Sometimes I wonder if Anders is my son.  He reads as well as I did at age 7.  He also sleeps through the night without wetting his bed at all.  Again, he’s about four years ahead of my pace!
But there is one instance where the apple doesn’t fall far from the tree.  Anders is a preternatural and prolific farter.  His farting instincts are uncanny.  He knows when to jump off the couch for more sound.  Anders knows to blame others like “Stinky Mommy” or “Stinky Daddy.” He figured out the cuddle fart on his own, snuggling up on the couch by saying, “Oh, I love you,” then letting one rip and hopping away.  Anders was body slamming me last night, he landed with his butt to my face and let rip!  You can’t teach moves like this, its instinct!  We have a problem because I think this is one of the funniest things I’ve ever experienced, while Anna is properly grossed out. 

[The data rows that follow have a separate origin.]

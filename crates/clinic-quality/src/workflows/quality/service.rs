use std::sync::Arc;

use chrono::NaiveDate;
use serde::Serialize;
use tracing::{debug, info, warn};

use super::domain::{
    AssessmentSubmission, EbpId, EvidenceBasedPractice, FidelityAssessment,
    MetricId, Observation, QualityMetric,
};
use super::fidelity::{FidelityBreakdown, FidelityScorer};
use super::notifications::{NotificationBatch, NotificationGenerator};
use super::recency::{RecencyAssessment, RecencyEvaluator};
use super::repository::{DateRange, QualityRepository};
use super::status::{MetricStatus, MetricStatusClassifier};
use super::trend::{TrendAnalysis, TrendAnalyzer, TrendPeriod};
use crate::config::EngineConfig;
use crate::workflows::store::RepositoryError;
use crate::workflows::validation::ValidationError;

/// Window used when refreshing a metric's stored trend after a new observation.
const STORED_TREND_PERIOD: TrendPeriod = TrendPeriod::ThreeMonths;

/// Point-in-time view of a metric for dashboards.
#[derive(Debug, Clone, Serialize)]
pub struct MetricReport {
    pub metric: QualityMetric,
    pub status: MetricStatus,
    pub status_label: &'static str,
    pub meets_target: bool,
    pub trend: TrendAnalysis,
}

/// Point-in-time view of an EBP with its assessment cadence and fidelity history.
#[derive(Debug, Clone, Serialize)]
pub struct EbpReport {
    pub ebp: EvidenceBasedPractice,
    pub recency: RecencyAssessment,
    #[serde(skip_serializing_if = "Option::is_none")]
    pub fidelity: Option<FidelityBreakdown>,
    pub fidelity_trend: TrendAnalysis,
    pub adoption_trend: TrendAnalysis,
}

/// Loads metrics and EBPs, runs the scoring rules, and persists derived values.
pub struct QualityService<R> {
    repository: Arc<R>,
    config: EngineConfig,
}

impl<R> QualityService<R>
where
    R: QualityRepository + 'static,
{
    pub fn new(repository: Arc<R>, config: EngineConfig) -> Self {
        Self { repository, config }
    }

    pub fn get_ebp(&self, id: &EbpId) -> Result<EvidenceBasedPractice, QualityServiceError> {
        self.repository
            .get_ebp(id)?
            .ok_or_else(|| QualityServiceError::not_found("ebp", id))
    }

    pub fn get_metric(&self, id: &MetricId) -> Result<QualityMetric, QualityServiceError> {
        self.repository
            .get_metric(id)?
            .ok_or_else(|| QualityServiceError::not_found("metric", id))
    }

    pub fn list_fidelity_assessments(
        &self,
        id: &EbpId,
        range: Option<DateRange>,
    ) -> Result<Vec<FidelityAssessment>, QualityServiceError> {
        self.get_ebp(id)?;
        Ok(self.repository.list_fidelity_assessments(id, range)?)
    }

    /// Records an assessment and returns the EBP with its recomputed fidelity score.
    ///
    /// The score is rebuilt from the full stored history plus the new row, so an assessment
    /// dated before the latest one leaves `last_fidelity_review` on the latest date.
    pub fn append_fidelity_assessment(
        &self,
        id: &EbpId,
        submission: AssessmentSubmission,
    ) -> Result<EvidenceBasedPractice, QualityServiceError> {
        let assessment = submission.into_assessment(id.clone());
        assessment.validate()?;

        self.with_retries("ebp", id, |attempt| {
            let current = self.get_ebp(id)?;
            let mut history = self.repository.list_fidelity_assessments(id, None)?;
            history.push(assessment.clone());

            let mut updated = current.clone();
            if let Some(breakdown) = FidelityScorer::score(&history)? {
                updated.fidelity_score = breakdown.composite;
                updated.last_fidelity_review = Some(breakdown.assessed_on);
            }

            let stored = self.repository.commit_fidelity_assessment(
                assessment.clone(),
                updated,
                current.version,
            )?;
            info!(
                ebp_id = %id,
                attempt,
                fidelity_score = stored.fidelity_score,
                assessments = history.len(),
                "fidelity score recomputed"
            );
            Ok(stored)
        })
    }

    /// Replaces the training counts, recomputes the adoption rate, and appends it to the
    /// EBP's adoption history under `recorded_on`.
    pub fn update_training(
        &self,
        id: &EbpId,
        trained_staff: u32,
        total_staff: u32,
        recorded_on: NaiveDate,
    ) -> Result<EvidenceBasedPractice, QualityServiceError> {
        if trained_staff > total_staff {
            return Err(ValidationError::new(
                "trained_staff",
                format!("{trained_staff} trained exceeds {total_staff} total staff"),
            )
            .into());
        }

        self.with_retries("ebp", id, |attempt| {
            let current = self.get_ebp(id)?;
            let mut updated = current.clone();
            updated.record_training(trained_staff, total_staff, recorded_on);

            let stored = self.repository.update_ebp(updated, current.version)?;
            info!(
                ebp_id = %id,
                attempt,
                adoption_rate = stored.adoption_rate,
                "adoption rate recomputed"
            );
            Ok(stored)
        })
    }

    pub fn ebp_report(
        &self,
        id: &EbpId,
        period: TrendPeriod,
        today: NaiveDate,
    ) -> Result<EbpReport, QualityServiceError> {
        let ebp = self.get_ebp(id)?;
        let history = self.repository.list_fidelity_assessments(id, None)?;
        let fidelity = FidelityScorer::score(&history)?;

        let series: Vec<Observation> = history
            .iter()
            .map(|assessment| Observation::new(assessment.assessment_date, assessment.fidelity_score))
            .collect();
        let fidelity_trend = TrendAnalyzer::analyze(&series, period, today);
        let adoption_trend = TrendAnalyzer::analyze(&ebp.adoption_history, period, today);
        let recency = RecencyEvaluator::evaluate(ebp.last_fidelity_review, today);

        Ok(EbpReport {
            ebp,
            recency,
            fidelity,
            fidelity_trend,
            adoption_trend,
        })
    }

    /// Appends a reporting-period value, then refreshes `current_value` and the stored trend.
    ///
    /// Runs as a versioned read-modify-write so concurrent recorders never drop a value.
    pub fn record_metric_value(
        &self,
        id: &MetricId,
        observation: Observation,
    ) -> Result<QualityMetric, QualityServiceError> {
        self.with_retries("metric", id, |attempt| {
            let current = self.get_metric(id)?;
            if !current.is_active {
                return Err(
                    ValidationError::new("metric_id", format!("metric '{id}' is inactive")).into(),
                );
            }

            let mut updated = current.clone();
            updated.record_observation(observation.date, observation.value)?;
            let analysis = TrendAnalyzer::analyze(
                &updated.historical_data,
                STORED_TREND_PERIOD,
                observation.date,
            );
            updated.trend = analysis.direction;
            updated.trend_percentage = Some(analysis.percentage);

            let stored = self.repository.update_metric(updated, current.version)?;
            info!(
                metric_id = %id,
                attempt,
                value = observation.value,
                trend = stored.trend.label(),
                "metric observation recorded"
            );
            Ok(stored)
        })
    }

    /// Soft delete; the metric keeps its history but leaves every active scan.
    pub fn deactivate_metric(&self, id: &MetricId) -> Result<QualityMetric, QualityServiceError> {
        self.with_retries("metric", id, |attempt| {
            let current = self.get_metric(id)?;
            if !current.is_active {
                return Ok(current);
            }

            let mut updated = current.clone();
            updated.is_active = false;
            let stored = self.repository.update_metric(updated, current.version)?;
            info!(metric_id = %id, attempt, "metric deactivated");
            Ok(stored)
        })
    }

    pub fn metric_report(
        &self,
        id: &MetricId,
        period: TrendPeriod,
        today: NaiveDate,
    ) -> Result<MetricReport, QualityServiceError> {
        let metric = self.get_metric(id)?;
        metric.validate()?;

        let range = period.window_start(today).map(DateRange::since);
        let history = self.repository.list_metric_history(id, range)?;
        let trend = TrendAnalyzer::analyze(&history, period, today);
        let status = MetricStatusClassifier::classify(&metric);

        Ok(MetricReport {
            meets_target: status == MetricStatus::Met,
            status_label: status.label(),
            status,
            metric,
            trend,
        })
    }

    /// Scans the active population; entities that fail evaluation are logged and reported.
    pub fn notifications(&self, today: NaiveDate) -> Result<NotificationBatch, QualityServiceError> {
        let metrics = self.repository.list_active_metrics()?;
        let ebps = self.repository.list_active_ebps()?;
        let batch = NotificationGenerator::generate(&metrics, &ebps, today);

        for failure in &batch.failures {
            warn!(subject = %failure.subject, reason = %failure.reason, "entity skipped during notification scan");
        }
        let summary = batch.summary();
        info!(
            metrics = metrics.len(),
            ebps = ebps.len(),
            total = summary.total,
            errors = summary.errors,
            action_required = summary.action_required,
            "notification scan complete"
        );
        Ok(batch)
    }

    /// Runs an optimistic read-modify-write, re-reading on version conflicts.
    fn with_retries<T, I, F>(
        &self,
        entity: &'static str,
        id: &I,
        mut write: F,
    ) -> Result<T, QualityServiceError>
    where
        I: std::fmt::Display + ?Sized,
        F: FnMut(u8) -> Result<T, QualityServiceError>,
    {
        let attempts = self.config.write_retries.max(1);
        for attempt in 1..=attempts {
            match write(attempt) {
                Err(QualityServiceError::Repository(RepositoryError::Conflict)) => {
                    debug!(%entity, %id, attempt, "version conflict, retrying");
                }
                Err(QualityServiceError::Repository(RepositoryError::NotFound)) => {
                    return Err(QualityServiceError::not_found(entity, id));
                }
                other => return other,
            }
        }

        warn!(%entity, %id, attempts, "giving up after repeated version conflicts");
        Err(QualityServiceError::WriteContention {
            entity,
            id: id.to_string(),
            attempts,
        })
    }
}

/// Error raised by the quality service.
#[derive(Debug, thiserror::Error)]
pub enum QualityServiceError {
    #[error(transparent)]
    Validation(#[from] ValidationError),
    #[error("{entity} '{id}' not found")]
    NotFound { entity: &'static str, id: String },
    #[error(transparent)]
    Repository(#[from] RepositoryError),
    #[error("{entity} '{id}' is being updated concurrently (gave up after {attempts} attempts)")]
    WriteContention {
        entity: &'static str,
        id: String,
        attempts: u8,
    },
}

impl QualityServiceError {
    fn not_found(entity: &'static str, id: impl std::fmt::Display) -> Self {
        Self::NotFound {
            entity,
            id: id.to_string(),
        }
    }
}
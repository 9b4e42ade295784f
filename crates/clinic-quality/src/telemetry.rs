use crate::config::TelemetryConfig;
use std::fmt;
use tracing_subscriber::filter::ParseError;
use tracing_subscriber::EnvFilter;

#[derive(Debug)]
pub enum TelemetryError {
    EnvFilter { value: String, source: ParseError },
    Subscriber(Box<dyn std::error::Error + Send + Sync>),
}

impl fmt::Display for TelemetryError {
    fn fmt(&self, f: &mut fmt::Formatter<'_>) -> fmt::Result {
        match self {
            TelemetryError::EnvFilter { value, .. } => {
                write!(
                    f,
                    "invalid log level/filter '{}': unable to build EnvFilter",
                    value
                )
            }
            TelemetryError::Subscriber(err) => write!(f, "telemetry error: {err}"),
        }
    }
}

impl std::error::Error for TelemetryError {
    fn source(&self) -> Option<&(dyn std::error::Error + 'static)> {
        match self {
            TelemetryError::EnvFilter { source, .. } => Some(source),
            TelemetryError::Subscriber(err) => Some(&**err),
        }
    }
}

/// Installs the global subscriber. `RUST_LOG` takes precedence over the configured level.
pub fn init(config: &TelemetryConfig) -> Result<(), TelemetryError> {
    let env_filter = match EnvFilter::try_from_default_env() {
        Ok(filter) => filter,
        Err(_) => build_filter(&config.log_level)?,
    };

    tracing_subscriber::fmt()
        .with_env_filter(env_filter)
        .with_target(false)
        .compact()
        .with_ansi(false)
        .try_init()
        .map_err(TelemetryError::Subscriber)
}

fn build_filter(log_level: &str) -> Result<EnvFilter, TelemetryError> {
    EnvFilter::try_new(log_level).map_err(|source| TelemetryError::EnvFilter {
        value: log_level.to_string(),
        source,
    })
}

#[cfg(test)]
mod tests {
    use super::*;

    #[test]
    fn rejects_malformed_filter() {
        match build_filter("clinic_quality=loud") {
            Err(TelemetryError::EnvFilter { value, .. }) => assert_eq!(value, "clinic_quality=loud"),
            other => panic!("expected env filter error, got {other:?}"),
        }
    }

    #[test]
    fn accepts_directive_lists() {
        assert!(build_filter("info,clinic_quality=debug").is_ok());
    }
}
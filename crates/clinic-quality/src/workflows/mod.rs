//! Quality and program metrics engine plus research-enrollment rules.

pub mod quality;
pub mod research;
mod store;
mod validation;

pub use store::RepositoryError;
pub use validation::ValidationError;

Generally Anders is speaking more authoritative with less questioning in his voice.  He is speaking more clearly and saying more interesting things.  He is not a toddler anymore, he’s a kid now.
Anders loved trick or treating as a calculator.  The funniest thing was when we stopped at some bikers’ house.  They gave Anders one of everything and they had a lot of everything.  Anders eyes got wide and his mouth was agape.  He was all in after that house.  He loved trick or treating and was fully invested from that house on.  He marched up to the houses, said trick or treat loudly, and thank you, and Happy Halloween.
Well, I’m almost off the bus, so farewell for now.   

Postscript:
Anna let out such a joyful noise when the president was reelected last night that it roused Anders from bed.  He looked like a disheveled and annoyed father awakened in the night by his teenage daughter sneaking back in the house.